INFORMATION GIVEN —
↓

mod args;
mod commands;

#[cfg(not(target_env = "msvc"))]
use mimalloc::MiMalloc;

#[cfg(not(target_env = "msvc"))]
#[global_allocator]
static GLOBAL: MiMalloc = MiMalloc;

fn main() {
    let args = match args::parse_args() {
        Ok(a) => a,
        Err(e) => {
            eprintln!("{e}");
            std::process::exit(2);
        }
    };
    match args.cmd.as_str() {
        "resolve" => commands::resolve::run(&args),
        "tokens" => commands::tokens::run(&args),
        "ast" => commands::ast::run(&args),
        _ => {
            eprintln!("{}", args::usage());
            std::process::exit(2);
        }
    }
}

↑

Show all lines from the entries that hold "MiMalloc".

ANSWER TO THIS TASK —
use mimalloc::MiMalloc;
static GLOBAL: MiMalloc = MiMalloc;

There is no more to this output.